Masih segar dalam ingatan ketika saya SD (1990) menunggu hampir setengah hari dengan bendera mini dari lidi dan kertas minyak merah putih yang dilambaikan dari pagi di jalan yang sama, Presiden Soeharto melintas dari Kapopo, Ngata Baru, setelah meresmikan penghijauan disana. Di absen. Itu artinya wajib. Hmmm....


Dalam sedan bening yang kaca-kacanya gelap, pak presiden melaju kencang. Tak ada lambaian tangan balasan, hahaha....

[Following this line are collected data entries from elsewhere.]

//! In-memory animal collection and ID counter.

use super::types::{Animal, AnimalId, FIRST_ANIMAL_ID};

use anyhow::{Result, anyhow};
use std::collections::HashSet;

/// The collection of animals plus the counter that numbers new ones.
///
/// Invariants:
/// - every `id` in `animals` is unique;
/// - `next_id` is greater than any `id` created or restored by this registry, or `None`
///   once the id space is used up.
#[derive(Debug)]
pub struct AnimalRegistry {
    animals: Vec<Animal>,
    next_id: Option<AnimalId>,
}

impl AnimalRegistry {
    /// Creates an empty registry whose first animal will get `FIRST_ANIMAL_ID`.
    pub fn new() -> Self {
        Self {
            animals: Vec::new(),
            next_id: Some(FIRST_ANIMAL_ID),
        }
    }

    /// Rebuilds a registry from previously persisted records.
    ///
    /// The counter resumes at `max(id) + 1` (never below `FIRST_ANIMAL_ID`). If the records
    /// contain the same `id` more than once only the first occurrence is kept.
    pub fn restore(records: Vec<Animal>) -> Self {
        let mut seen = HashSet::with_capacity(records.len());
        let mut animals = Vec::with_capacity(records.len());

        for animal in records {
            if seen.insert(animal.id) {
                animals.push(animal);
            } else {
                tracing::warn!("Dropping duplicate animal id {} from restored data", animal.id);
            }
        }

        let next_id = match animals.iter().map(|animal| animal.id).max() {
            Some(max_id) => max_id.checked_add(1).map(|id| id.max(FIRST_ANIMAL_ID)),
            None => Some(FIRST_ANIMAL_ID),
        };

        Self { animals, next_id }
    }

    /// Current collection, in insertion order.
    pub fn list(&self) -> &[Animal] {
        &self.animals
    }

    /// Assigns the next ID to `name` and appends the new animal.
    ///
    /// Fails without touching the collection once every id has been handed out.
    pub fn create(&mut self, name: String) -> Result<Animal> {
        let id = self
            .next_id
            .ok_or_else(|| anyhow!("animal id space exhausted"))?;

        let animal = Animal { id, name };
        self.next_id = id.checked_add(1);
        self.animals.push(animal.clone());
        Ok(animal)
    }

    /// Removes the first animal with the given `id`, if any.
    ///
    /// A missing `id` is not an error. The resulting collection is returned either way.
    pub fn delete(&mut self, id: AnimalId) -> &[Animal] {
        if let Some(index) = self.animals.iter().position(|animal| animal.id == id) {
            self.animals.remove(index);
        }
        &self.animals
    }

    /// The ID the next `create` will assign, `None` if ids are exhausted.
    pub fn next_id(&self) -> Option<AnimalId> {
        self.next_id
    }

    pub fn len(&self) -> usize {
        self.animals.len()
    }

    pub fn is_empty(&self) -> bool {
        self.animals.is_empty()
    }
}

impl Default for AnimalRegistry {
    fn default() -> Self {
        Self::new()
    }
}
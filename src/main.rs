use animal_registry::config::ServiceConfig;
use animal_registry::lifecycle::controller::{LifecycleController, shutdown_signal};
use clap::Parser;

#[tokio::main]
async fn main() -> anyhow::Result<()> {
    let config = ServiceConfig::parse();

    tracing_subscriber::fmt()
        .with_max_level(config.log_level())
        .init();

    let mut controller = LifecycleController::new(config);

    // 1. Storage directory + restore:
    let store = controller.start().await?;

    // 2. Listener:
    let listener = controller.bind().await?;

    // 3. Serve until SIGINT/SIGTERM, then drain:
    controller.run(listener, store, shutdown_signal()).await?;

    Ok(())
}
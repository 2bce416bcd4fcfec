//! Animal API Protocol
//!
//! Route paths and the request payloads accepted by the HTTP handlers.

use crate::registry::types::AnimalId;

use regex::Regex;
use serde::de::{Deserialize, Deserializer, MapAccess, Visitor};
use std::fmt;
use std::sync::OnceLock;

// --- API Endpoints ---

/// Collection endpoint: list (GET) and create (POST).
pub const ENDPOINT_ANIMALS: &str = "/animals";
/// Single animal endpoint: delete (DELETE).
pub const ENDPOINT_ANIMAL: &str = "/animals/:id";

/// Body of the 400 response for a path id that is not a number.
pub const INVALID_ID_MESSAGE: &str = "Invalid ID";

// --- Data Transfer Objects ---

/// Payload for creating an animal.
///
/// Must be a JSON object. Keys are matched without regard to ASCII case and the last
/// matching key holding a string wins; matching keys with any other value are skipped.
/// Anything missing decodes to its default. Unknown fields, including a client supplied
/// `id`, are ignored.
#[derive(Debug, Default)]
pub struct CreateAnimalRequest {
    pub name: String,
}

impl<'de> Deserialize<'de> for CreateAnimalRequest {
    fn deserialize<D>(deserializer: D) -> Result<Self, D::Error>
    where
        D: Deserializer<'de>,
    {
        deserializer.deserialize_map(CreateAnimalRequestVisitor)
    }
}

struct CreateAnimalRequestVisitor;

impl<'de> Visitor<'de> for CreateAnimalRequestVisitor {
    type Value = CreateAnimalRequest;

    fn expecting(&self, f: &mut fmt::Formatter) -> fmt::Result {
        f.write_str("an animal object")
    }

    fn visit_map<A>(self, mut map: A) -> Result<Self::Value, A::Error>
    where
        A: MapAccess<'de>,
    {
        let mut req = CreateAnimalRequest::default();

        while let Some(key) = map.next_key::<String>()? {
            let value: serde_json::Value = map.next_value()?;
            if !key.eq_ignore_ascii_case("name") {
                continue;
            }
            if let serde_json::Value::String(name) = value {
                req.name = name;
            }
        }

        Ok(req)
    }
}

impl CreateAnimalRequest {
    /// Decodes the first JSON value in `body`.
    ///
    /// Never fails: an empty body, malformed JSON or wrongly typed fields all yield the
    /// default payload. Anything after the first value is ignored.
    pub fn decode_lenient(body: &[u8]) -> Self {
        match serde_json::Deserializer::from_slice(body)
            .into_iter::<Self>()
            .next()
        {
            Some(Ok(req)) => req,
            Some(Err(e)) => {
                tracing::debug!("Undecodable create payload, using defaults: {}", e);
                Self::default()
            }
            None => Self::default(),
        }
    }
}

/// Parses a path id. Only plain ASCII digits that fit an `AnimalId` are accepted.
pub fn parse_animal_id(raw: &str) -> Option<AnimalId> {
    static ID_PATTERN: OnceLock<Regex> = OnceLock::new();
    let pattern = ID_PATTERN.get_or_init(|| Regex::new(r"^[0-9]+$").expect("valid id pattern"));

    if !pattern.is_match(raw) {
        return None;
    }
    raw.parse().ok()
}
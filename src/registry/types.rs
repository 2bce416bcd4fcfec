use serde::{Deserialize, Serialize};

/// Numeric identifier assigned to an animal on creation.
pub type AnimalId = i64;

/// The first ID handed out by an empty registry.
pub const FIRST_ANIMAL_ID: AnimalId = 1;

/// A single named entity held by the registry.
///
/// This is both the in-memory record and its wire/disk representation:
/// `{"id": 1, "name": "Cat"}`.
#[derive(Debug, Clone, Serialize, Deserialize, PartialEq, Eq)]
pub struct Animal {
    /// Unique, monotonically assigned identifier.
    pub id: AnimalId,
    /// Free-form name. Not validated; may be empty.
    pub name: String,
}
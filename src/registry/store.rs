use super::records::AnimalRegistry;
use super::types::{Animal, AnimalId};
use crate::persistence::file::AnimalFile;

use anyhow::Result;
use std::sync::Arc;
use tokio::sync::Mutex;

/// Shared, persisted handle to the animal registry.
///
/// Every mutating call updates the registry and then saves the whole collection while
/// the lock is still held. A failed save is reported to the caller but the in-memory
/// mutation is kept, so memory and disk may diverge until the next successful save.
pub struct AnimalStore {
    registry: Mutex<AnimalRegistry>,
    file: AnimalFile,
}

impl AnimalStore {
    pub fn new(registry: AnimalRegistry, file: AnimalFile) -> Arc<Self> {
        Arc::new(Self {
            registry: Mutex::new(registry),
            file,
        })
    }

    pub async fn list(&self) -> Vec<Animal> {
        self.registry.lock().await.list().to_vec()
    }

    /// Creates a new animal and persists the collection.
    pub async fn create(&self, name: String) -> Result<Animal> {
        let mut registry = self.registry.lock().await;
        let animal = registry.create(name)?;
        tracing::debug!("Created animal {} ({:?})", animal.id, animal.name);

        self.file.save(registry.list()).await?;
        Ok(animal)
    }

    /// Deletes the animal with `id` (no-op if absent), persists, and returns the
    /// resulting collection.
    pub async fn delete(&self, id: AnimalId) -> Result<Vec<Animal>> {
        let mut registry = self.registry.lock().await;
        let before = registry.len();
        let remaining = registry.delete(id).to_vec();

        if remaining.len() < before {
            tracing::debug!("Deleted animal {}", id);
        } else {
            tracing::debug!("Delete of unknown animal {} ignored", id);
        }

        self.file.save(&remaining).await?;
        Ok(remaining)
    }

    /// Persists the current collection without mutating it.
    pub async fn save(&self) -> Result<usize> {
        let registry = self.registry.lock().await;
        self.file.save(registry.list()).await?;
        Ok(registry.len())
    }
}
use crate::registry::types::Animal;

use anyhow::{Context, Result};
use std::io::ErrorKind;
use std::path::{Path, PathBuf};
use tokio::io::AsyncWriteExt;

/// Name of the persisted collection inside the storage directory.
pub const ANIMALS_FILE: &str = "animals.json";

/// Handle to `<storage>/animals.json`.
#[derive(Debug, Clone)]
pub struct AnimalFile {
    dir: PathBuf,
    path: PathBuf,
}

impl AnimalFile {
    pub fn new(storage_dir: impl AsRef<Path>) -> Self {
        let dir = storage_dir.as_ref().to_path_buf();
        let path = dir.join(ANIMALS_FILE);
        Self { dir, path }
    }

    pub fn dir(&self) -> &Path {
        &self.dir
    }

    pub fn path(&self) -> &Path {
        &self.path
    }

    /// Replaces the file contents with `animals`, serialized as a compact JSON array.
    pub async fn save(&self, animals: &[Animal]) -> Result<()> {
        let data = serde_json::to_vec(animals).context("failed to serialize animals")?;
        let tmp_path = self.temp_path();

        if let Err(e) = write_synced(&tmp_path, &data).await {
            let _ = tokio::fs::remove_file(&tmp_path).await;
            return Err(e);
        }

        if let Err(e) = tokio::fs::rename(&tmp_path, &self.path).await {
            let _ = tokio::fs::remove_file(&tmp_path).await;
            return Err(e).with_context(|| {
                format!(
                    "failed to replace {} with {}",
                    self.path.display(),
                    tmp_path.display()
                )
            });
        }

        tracing::debug!("Saved {} animals to {}", animals.len(), self.path.display());
        Ok(())
    }

    /// Reads and deserializes the whole file.
    pub async fn load(&self) -> Result<Vec<Animal>> {
        let data = tokio::fs::read(&self.path)
            .await
            .with_context(|| format!("failed to read {}", self.path.display()))?;

        let animals: Vec<Animal> = serde_json::from_slice(&data)
            .with_context(|| format!("malformed animals file {}", self.path.display()))?;

        Ok(animals)
    }

    fn temp_path(&self) -> PathBuf {
        self.dir
            .join(format!("{}.{}.tmp", ANIMALS_FILE, uuid::Uuid::new_v4()))
    }
}

/// True if `err` was caused by the animals file not existing.
pub fn is_not_found(err: &anyhow::Error) -> bool {
    err.chain().any(|cause| {
        cause
            .downcast_ref::<std::io::Error>()
            .is_some_and(|io| io.kind() == ErrorKind::NotFound)
    })
}

async fn write_synced(path: &Path, data: &[u8]) -> Result<()> {
    let mut file = tokio::fs::File::create(path)
        .await
        .with_context(|| format!("failed to create {}", path.display()))?;
    file.write_all(data)
        .await
        .with_context(|| format!("failed to write {}", path.display()))?;
    file.sync_all()
        .await
        .with_context(|| format!("failed to sync {}", path.display()))?;
    Ok(())
}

Cara-cara soft buat pelajar begini rasanya sudah tidak digunakan lagi. Tapi sebagai tuan rumah yang baik, siang itu saya mencoba memahami dan mematikan motor. Beberapa orang di belakang saya menggerutu kesal.


No comments:

Post a Comment

Terima kasih, telah berkunjung ke blog saya

Postingan Sebelumnya..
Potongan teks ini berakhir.